- _PROBLEM_
Pull out each line of the data that includes the word "database".
»»
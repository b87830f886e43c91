//! Request handlers for the homepage REST API.

use std::any::Any;
use std::sync::Arc;

use axum::Json;
use axum::extract::rejection::{JsonRejection, PathRejection, QueryRejection};
use axum::extract::{Path, Query, State};
use axum::http::{Method, StatusCode, Uri};
use axum::response::{IntoResponse, Response};
use serde::{Deserialize, Serialize};

use super::errors::ApiError;
use crate::backend::Backend;
use crate::backend::database::InMemory;
#[cfg(any(feature = "sqlite", feature = "postgres"))]
use crate::backend::database::{DbKind, SqlxBackend};
use crate::backend::http::HttpStore;
use crate::order::{ImageField, ItemId, ItemPatch, NewItem, OrderUpdate, OrderedItem, Scope};

pub(crate) type AppState = Arc<dyn Backend>;

type ApiResult<T> = std::result::Result<T, ApiError>;

/// Body of `PATCH /api/admin/home/{scope}/{id}/toggle`.
#[derive(Debug, Clone, Copy, PartialEq, Eq, Serialize, Deserialize)]
pub struct ToggleRequest {
    pub active: bool,
}

#[derive(Debug, Deserialize)]
pub(crate) struct DeleteParams {
    field: Option<ImageField>,
}

#[derive(Debug, Serialize)]
pub(crate) struct HealthResponse {
    status: &'static str,
    database: &'static str,
    backend: &'static str,
    timestamp: String,
}

fn parse_scope(raw: &str) -> ApiResult<Scope> {
    raw.parse()
        .map_err(|e: crate::order::OrderError| ApiError::not_found(e.to_string()))
}

fn item_path(path: Result<Path<(String, i64)>, PathRejection>) -> ApiResult<(Scope, ItemId)> {
    let Path((scope, id)) = path.map_err(|rejection| ApiError::bad_request(rejection.body_text()))?;
    Ok((parse_scope(&scope)?, ItemId(id)))
}

fn json_body<T>(body: Result<Json<T>, JsonRejection>) -> ApiResult<T> {
    body.map(|Json(value)| value)
        .map_err(|rejection| ApiError::bad_request(rejection.body_text()))
}

#[cfg(any(feature = "sqlite", feature = "postgres"))]
fn sql_kind(any: &dyn Any) -> Option<&'static str> {
    any.downcast_ref::<SqlxBackend>().map(|sqlx| match sqlx.kind() {
        DbKind::Sqlite => "sqlite",
        DbKind::Postgres => "postgres",
    })
}

#[cfg(not(any(feature = "sqlite", feature = "postgres")))]
fn sql_kind(_any: &dyn Any) -> Option<&'static str> {
    None
}

fn backend_kind(backend: &dyn Backend) -> &'static str {
    let any = backend.as_any();
    if let Some(kind) = sql_kind(any) {
        kind
    } else if any.is::<InMemory>() {
        "inmemory"
    } else if any.is::<HttpStore>() {
        "http"
    } else {
        "unknown"
    }
}

/// GET /health
pub(crate) async fn health(State(backend): State<AppState>) -> Response {
    let timestamp = chrono::Utc::now().to_rfc3339();
    match backend.fetch_collection(Scope::Carousel).await {
        Ok(_) => Json(HealthResponse {
            status: "healthy",
            database: "connected",
            backend: backend_kind(backend.as_ref()),
            timestamp,
        })
        .into_response(),
        Err(e) => {
            tracing::error!(error = %e, "Health check failed");
            (
                StatusCode::INTERNAL_SERVER_ERROR,
                Json(HealthResponse {
                    status: "unhealthy",
                    database: "disconnected",
                    backend: backend_kind(backend.as_ref()),
                    timestamp,
                }),
            )
                .into_response()
        }
    }
}

/// GET /api/home/{scope}
pub(crate) async fn list_public(
    State(backend): State<AppState>,
    Path(scope): Path<String>,
) -> ApiResult<Json<Vec<OrderedItem>>> {
    let scope = parse_scope(&scope)?;
    Ok(Json(backend.fetch_active(scope).await?))
}

/// GET /api/admin/home/{scope}
pub(crate) async fn list_admin(
    State(backend): State<AppState>,
    Path(scope): Path<String>,
) -> ApiResult<Json<Vec<OrderedItem>>> {
    let scope = parse_scope(&scope)?;
    Ok(Json(backend.fetch_collection(scope).await?))
}

/// POST /api/admin/home/{scope}
pub(crate) async fn create(
    State(backend): State<AppState>,
    Path(scope): Path<String>,
    body: Result<Json<NewItem>, JsonRejection>,
) -> ApiResult<(StatusCode, Json<OrderedItem>)> {
    let scope = parse_scope(&scope)?;
    let item = backend.create_item(scope, json_body(body)?).await?;
    tracing::info!(%scope, id = %item.id, order = item.order, "Created item");
    Ok((StatusCode::CREATED, Json(item)))
}

/// PUT /api/admin/home/{scope}/order
pub(crate) async fn reorder(
    State(backend): State<AppState>,
    Path(scope): Path<String>,
    body: Result<Json<Vec<OrderUpdate>>, JsonRejection>,
) -> ApiResult<StatusCode> {
    let scope = parse_scope(&scope)?;
    let updates = json_body(body)?;
    backend.bulk_update_order(scope, &updates).await?;
    Ok(StatusCode::NO_CONTENT)
}

/// PUT /api/admin/home/{scope}/{id}
pub(crate) async fn update(
    State(backend): State<AppState>,
    path: Result<Path<(String, i64)>, PathRejection>,
    body: Result<Json<ItemPatch>, JsonRejection>,
) -> ApiResult<Json<OrderedItem>> {
    let (scope, id) = item_path(path)?;
    let item = backend.update_item(scope, id, json_body(body)?).await?;
    Ok(Json(item))
}

/// DELETE /api/admin/home/{scope}/{id}[?field=image_url|image_mobile_url]
pub(crate) async fn delete(
    State(backend): State<AppState>,
    path: Result<Path<(String, i64)>, PathRejection>,
    params: Result<Query<DeleteParams>, QueryRejection>,
) -> ApiResult<Response> {
    let (scope, id) = item_path(path)?;
    let Query(params) = params.map_err(|rejection| ApiError::bad_request(rejection.body_text()))?;

    match params.field {
        Some(field) => {
            let item = backend.clear_image(scope, id, field).await?;
            Ok(Json(item).into_response())
        }
        None => {
            backend.delete_item(scope, id).await?;
            tracing::info!(%scope, %id, "Deleted item");
            Ok(StatusCode::NO_CONTENT.into_response())
        }
    }
}

/// PATCH /api/admin/home/{scope}/{id}/toggle
pub(crate) async fn toggle(
    State(backend): State<AppState>,
    path: Result<Path<(String, i64)>, PathRejection>,
    body: Result<Json<ToggleRequest>, JsonRejection>,
) -> ApiResult<Json<OrderedItem>> {
    let (scope, id) = item_path(path)?;
    let ToggleRequest { active } = json_body(body)?;
    Ok(Json(backend.set_active(scope, id, active).await?))
}

/// Anything not routed above.
pub(crate) async fn fallback(uri: Uri) -> ApiError {
    ApiError::not_found(format!("No route for {}", uri.path()))
}

/// A routed path hit with a method it doesn't serve.
pub(crate) async fn method_not_allowed(method: Method, uri: Uri) -> ApiError {
    ApiError::new(
        StatusCode::METHOD_NOT_ALLOWED,
        format!("Method {method} not allowed for {}", uri.path()),
    )
}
««
- _RESPONSE AREA_
use crate::backend::database::InMemory;
use crate::backend::database::{DbKind, SqlxBackend};
    database: &'static str,
            database: "connected",
                    database: "disconnected",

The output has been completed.